Masturbarsi è un'attività naturale e diffusa, anche se in pochi hanno il coraggio di ammetterlo. Viene infatti considerata ancora un tabù, come se si fosse "sporchi" o perversi quando la si pratica. La verità è che fa benissimo alla salute e che ha innumerevoli benefici sul corpo. Esistono alcuni consigli che tutti i maschi dovrebbero seguire per farlo nel modo giusto, così come una serie di tecniche a cui le donne possono ispirarsi per raggiungere il culmine del piacere in modo intenso. Ecco tutto quello che nessuno sa ancora sulla masturbazione.

1. Lo si fa anche da piccoli – Nonostante parlare di masturbazione venga considerato ancora un tabù, si tratta di una cosa assolutamente naturale. Si comincia a praticare una forma inconscia di autoerotismo fin da piccoli, tanto che addirittura anche il feto lo fa mentre cresce nell'utero della mamma.

2. Perché è legata a tanti pregiudizi? – La masturbazione viene legata a una serie di pregiudizi e leggende, come se dedicarsi all'autoerotismo fosse qualcosa di sporco e proibito. La cosa è dovuta al significato letterale del termine, che sarebbe "stuprare con la mano", che dà un'eccezione negativa alla pratica in sé.

3. Anche gli animali si masturbano – Masturbarsi è un bisogno primitivo e innato in ogni essere vivente, tanto che non riguarda solo gli umani ma anche gli animali. Scimmie, cani, cavalli, gatti, praticano regolarmente l'autoerotismo in modo naturale.

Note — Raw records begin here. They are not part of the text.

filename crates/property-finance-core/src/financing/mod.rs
pub mod amortization;
use rust_decimal::Decimal;
use rust_decimal_macros::dec;
use serde::{Deserialize, Serialize};
use std::time::Instant;

use super::projection::CashFlowSeries;
use crate::error::PropertyFinanceError;
use crate::time_value::{self, IrrConfig, IrrOutcome};
use crate::types::{require_rate_above_minus_one, with_metadata, ComputationOutput, Money, Rate};
use crate::PropertyFinanceResult;

/// NPV of a series at one discount rate.
#[derive(Debug, Clone, PartialEq, Serialize, Deserialize)]
pub struct DiscountedValue {
    pub discount_rate: Rate,
    pub npv: Money,
}

/// Return metrics shared by every analysed series.
#[derive(Debug, Clone, Serialize, Deserialize)]
pub struct SeriesMetrics {
    /// NPV at each requested rate, in request order
    pub npv_by_rate: Vec<DiscountedValue>,
    pub irr: IrrOutcome,
    /// Converged IRR as a percentage
    pub irr_pct: Option<Decimal>,
    /// (distributed cash − initial investment) / initial investment × 100
    pub roi_pct: Option<Decimal>,
    pub cumulative_cash_flow: Vec<Money>,
    /// First period with positive cumulative cash flow
    pub payback_period: Option<u32>,
}

impl SeriesMetrics {
    pub fn npv_at(&self, rate: Rate) -> Option<Money> {
        self.npv_by_rate
            .iter()
            .find(|d| d.discount_rate == rate)
            .map(|d| d.npv)
    }
}

/// Input for evaluating an arbitrary signed cash-flow series.
#[derive(Debug, Clone, Serialize, Deserialize)]
pub struct CashFlowAnalysisInput {
    /// Signed flows; index 0 is the initial flow (negative for an outlay)
    pub cash_flows: Vec<Money>,
    #[serde(default)]
    pub discount_rates: Vec<Rate>,
    #[serde(default)]
    pub irr: IrrConfig,
}

#[derive(Debug, Clone, Serialize, Deserialize)]
pub struct CashFlowAnalysisOutput {
    pub periods: u32,
    pub undiscounted_total: Money,
    #[serde(flatten)]
    pub metrics: SeriesMetrics,
}

/// NPV / IRR / ROI / payback for a caller-supplied series.
pub fn evaluate_cash_flows(
    input: &CashFlowAnalysisInput,
) -> PropertyFinanceResult<ComputationOutput<CashFlowAnalysisOutput>> {
    let start = Instant::now();
    let mut warnings: Vec<String> = Vec::new();

    if input.cash_flows.len() < 2 {
        return Err(PropertyFinanceError::InsufficientData(
            "at least an initial flow and one periodic flow are required".into(),
        ));
    }
    let series = CashFlowSeries::from_signed(input.cash_flows.clone())?;
    let initial_investment = -series.initial();
    if initial_investment <= Decimal::ZERO {
        warnings.push("Period-0 flow is not an outlay — ROI is undefined".into());
    }

    let metrics = series_metrics(
        &series,
        initial_investment,
        &input.discount_rates,
        &input.irr,
        &mut warnings,
    )?;

    let output = CashFlowAnalysisOutput {
        periods: series.horizon(),
        undiscounted_total: series.total(),
        metrics,
    };

    let elapsed = start.elapsed().as_micros() as u64;

    Ok(with_metadata(
        "Discounted Cash Flow Analysis (NPV, Newton-Raphson IRR)",
        input,
        warnings,
        elapsed,
        output,
    ))
}

/// Metrics for one series. ROI counts only positive periodic flows as
/// distributed cash.
pub(crate) fn series_metrics(
    series: &CashFlowSeries,
    initial_investment: Money,
    discount_rates: &[Rate],
    irr_config: &IrrConfig,
    warnings: &mut Vec<String>,
) -> PropertyFinanceResult<SeriesMetrics> {
    let mut npv_by_rate = Vec::with_capacity(discount_rates.len());
    for &rate in discount_rates {
        require_rate_above_minus_one("discount_rates", rate)?;
        npv_by_rate.push(DiscountedValue {
            discount_rate: rate,
            npv: time_value::npv(rate, series.flows())?,
        });
    }

    let irr = time_value::irr(series.flows(), irr_config)?;
    if let Some(reason) = irr.describe_failure() {
        warnings.push(format!("{reason} (horizon {})", series.horizon()));
    }
    let irr_pct = irr.converged_percent();

    let roi_pct = if initial_investment > Decimal::ZERO {
        Some((series.distributed() - initial_investment) / initial_investment * dec!(100))
    } else {
        None
    };

    Ok(SeriesMetrics {
        npv_by_rate,
        irr_pct,
        irr,
        roi_pct,
        cumulative_cash_flow: series.cumulative(),
        payback_period: series.payback_period(),
    })
}

#[cfg(test)]
mod tests {
    use super::*;
    use rust_decimal_macros::dec;

    fn lease_input() -> CashFlowAnalysisInput {
        let mut cash_flows = vec![dec!(-110000)];
        cash_flows.extend(std::iter::repeat(dec!(3200)).take(12));
        CashFlowAnalysisInput {
            cash_flows,
            discount_rates: vec![dec!(0.05), dec!(0.08), dec!(0.10)],
            irr: IrrConfig::default(),
        }
    }

    #[test]
    fn test_lease_metrics() {
        let out = evaluate_cash_flows(&lease_input()).unwrap();
        let r = &out.result;
        assert_eq!(r.periods, 12);
        assert_eq!(r.undiscounted_total, dec!(-71600));
        let npv8 = r.metrics.npv_at(dec!(0.08)).unwrap();
        assert!((npv8 - dec!(-85884.55)).abs() < dec!(0.01));
        assert!(r.metrics.irr.is_converged());
        // (38400 - 110000) / 110000 * 100
        let roi = r.metrics.roi_pct.unwrap();
        assert!((roi - dec!(-65.0909)).abs() < dec!(0.0001));
        assert_eq!(r.metrics.payback_period, None);
        assert!(out.warnings.is_empty());
    }

    #[test]
    fn test_zero_rate_npv_is_raw_sum() {
        let mut input = lease_input();
        input.discount_rates = vec![Decimal::ZERO];
        let out = evaluate_cash_flows(&input).unwrap();
        assert_eq!(
            out.result.metrics.npv_at(Decimal::ZERO),
            Some(out.result.undiscounted_total)
        );
    }

    #[test]
    fn test_unconverged_irr_produces_warning() {
        let mut input = lease_input();
        input.irr.max_iterations = 1;
        let out = evaluate_cash_flows(&input).unwrap();
        assert!(!out.result.metrics.irr.is_converged());
        assert!(out.result.metrics.irr_pct.is_none());
        assert!(out.warnings.iter().any(|w| w.contains("no convergence")));
    }

    #[test]
    fn test_rejects_discount_rate_at_minus_one() {
        let mut input = lease_input();
        input.discount_rates = vec![dec!(-1)];
        assert!(evaluate_cash_flows(&input).is_err());
    }

    #[test]
    fn test_payback_found() {
        let input = CashFlowAnalysisInput {
            cash_flows: vec![dec!(-1000), dec!(400), dec!(400), dec!(400)],
            discount_rates: vec![],
            irr: IrrConfig::default(),
        };
        let out = evaluate_cash_flows(&input).unwrap();
        assert_eq!(out.result.metrics.payback_period, Some(3));
        assert_eq!(out.result.metrics.roi_pct, Some(dec!(20)));
    }
}
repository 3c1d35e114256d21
pub mod analysis;
pub mod projection;
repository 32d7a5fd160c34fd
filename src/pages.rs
//! Server-rendered HTML for the browser routes. The pages are deliberately
//! plain; user-supplied text is escaped before interpolation.

use crate::models::{Message, User};

fn escape(text: &str) -> String {
    let mut out = String::with_capacity(text.len());
    for c in text.chars() {
        match c {
            '&' => out.push_str("&amp;"),
            '<' => out.push_str("&lt;"),
            '>' => out.push_str("&gt;"),
            '"' => out.push_str("&quot;"),
            '\'' => out.push_str("&#x27;"),
            _ => out.push(c),
        }
    }
    out
}

fn page(title: &str, body: &str) -> String {
    format!(
        r#"<!DOCTYPE html>
<html>
<head><meta charset="utf-8"><title>{title}</title></head>
<body>
{body}
</body>
</html>"#
    )
}

pub fn login_page(error: Option<&str>) -> String {
    let error_html = match error {
        Some(e) => format!(r#"<p class="error">{}</p>"#, escape(e)),
        None => String::new(),
    };
    page(
        "Login",
        &format!(
            r#"<h1>Login</h1>
{error_html}
<form method="post" action="/login">
  <input type="text" name="username" placeholder="username" autofocus>
  <button type="submit">Log in</button>
</form>"#
        ),
    )
}

pub fn welcome_page(users: &[User], current_user: &str) -> String {
    let mut items = String::new();
    for user in users {
        let name = escape(&user.username);
        if user.username == current_user {
            items.push_str(&format!("  <li>{name} (you)</li>\n"));
        } else {
            items.push_str(&format!("  <li><a href=\"/chat/{name}\">{name}</a></li>\n"));
        }
    }
    page(
        "Welcome",
        &format!(
            r#"<h1>Welcome, {}</h1>
<ul>
{items}</ul>
<p><a href="/logout">Log out</a></p>"#,
            escape(current_user)
        ),
    )
}

pub fn chat_page(
    messages: &[Message],
    current_user: &str,
    other_user: &str,
    error: Option<&str>,
) -> String {
    let mut thread = String::new();
    for message in messages {
        thread.push_str(&format!(
            "  <li><strong>{}</strong>: {}</li>\n",
            escape(&message.from_user),
            escape(&message.message_text)
        ));
    }
    let error_html = match error {
        Some(e) => format!(r#"<p class="error">{}</p>"#, escape(e)),
        None => String::new(),
    };
    let other = escape(other_user);
    page(
        &format!("Chat with {other}"),
        &format!(
            r#"<h1>{} &mdash; chat with {other}</h1>
<ul>
{thread}</ul>
{error_html}
<form method="post" action="/chat/{other}">
  <input type="text" name="message" placeholder="message" autofocus>
  <button type="submit">Send</button>
</form>
<p><a href="/welcome">Back to roster</a></p>"#,
            escape(current_user)
        ),
    )
}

4. Perché veniva associata alla perdita della vista? – La masturbazione è sempre stata associata alla perdita della vista negli uomini ma in pochi ne conoscono il motivo. Secondo il medico svizzero del ‘700 Samuel Tissot, la masturbazione con l'annessa eiaculazione provoca la perdita di importanti riserve di zinco. Questa sostanza è capace di proteggere gli occhi dalla luce ed è proprio per questo che, secondo il luogo comune, abusare dell'autoerotismo provocherebbe danni alla vista. Per fortuna, però, si tratta solo di una leggenda.

5. Il primo vibratore risale a 28.000 anni fa – Anche le donne primitive avevano scoperto il piacere dell'autoerotismo, tanto che il primo dildo risale a 28.000 anni fa. Si tratta di un fallo di pietra levigata, usato solo e unicamente per raggiungere l'orgasmo.

6. I corn flakes sono stati inventati per combattere l'autoerotismo – John Harvey Kellogg, "l'inventore" dei cereali, ha tentato in tutti i modi di opporsi alla masturbazione. E' proprio per ridurre il numero di coloro che si dedicavano all'autoerotismo che ha creato dei corn flakes a base di fibre, un prodotto che sarebbe capace di calmare i propri desideri sessuali.

7. Le donne la scoprono più tardi – Gli uomini e le donne scoprono l'autoerotismo in modo differente. I maschietti comincerebbero a toccarsi fin da piccoli, mentre le femmine lo fanno un po' più tardi. Non si tratta, però, di una questione di pudore, semplicemente le parti intime femminili sono più difficili da esplorare rispetto a quelle dell'altro sesso.

8. Le prime bambole gonfiabili risalgono al XVII secolo – Le bambole gonfiabili sono alcuni tra i giocattoli erotici più usati al mondo. Sono nate come "dame da viaggio", cioè come bambole a grandezza naturale realizzate con materiali poveri, vestiti usati e tessuti di scarto. Erano i marinai a usarle maggiormente, visto che per lavoro erano costretti a rimanere lontani dalle loro compagne.

9. Stimola il cervello – Masturbarsi non porta solo al culmine del piacere, è un'attività che stimola anche il cervello. Durante il percorso che porta all'orgasmo si accendono infatti 30 aree della propria mente, come quella del tatto, della memoria e del dolore.

10. Non è un sostitutivo del sesso – Anche se a volte una seduta di autoerotismo riesce a ridurre le tensioni e a placare i "bollenti spiriti", non deve essere considerato un sostitutivo del sesso. Il motivo? Durante la masturbazione vengono prodotti meno spermatozoi che durante un rapporto sessuale.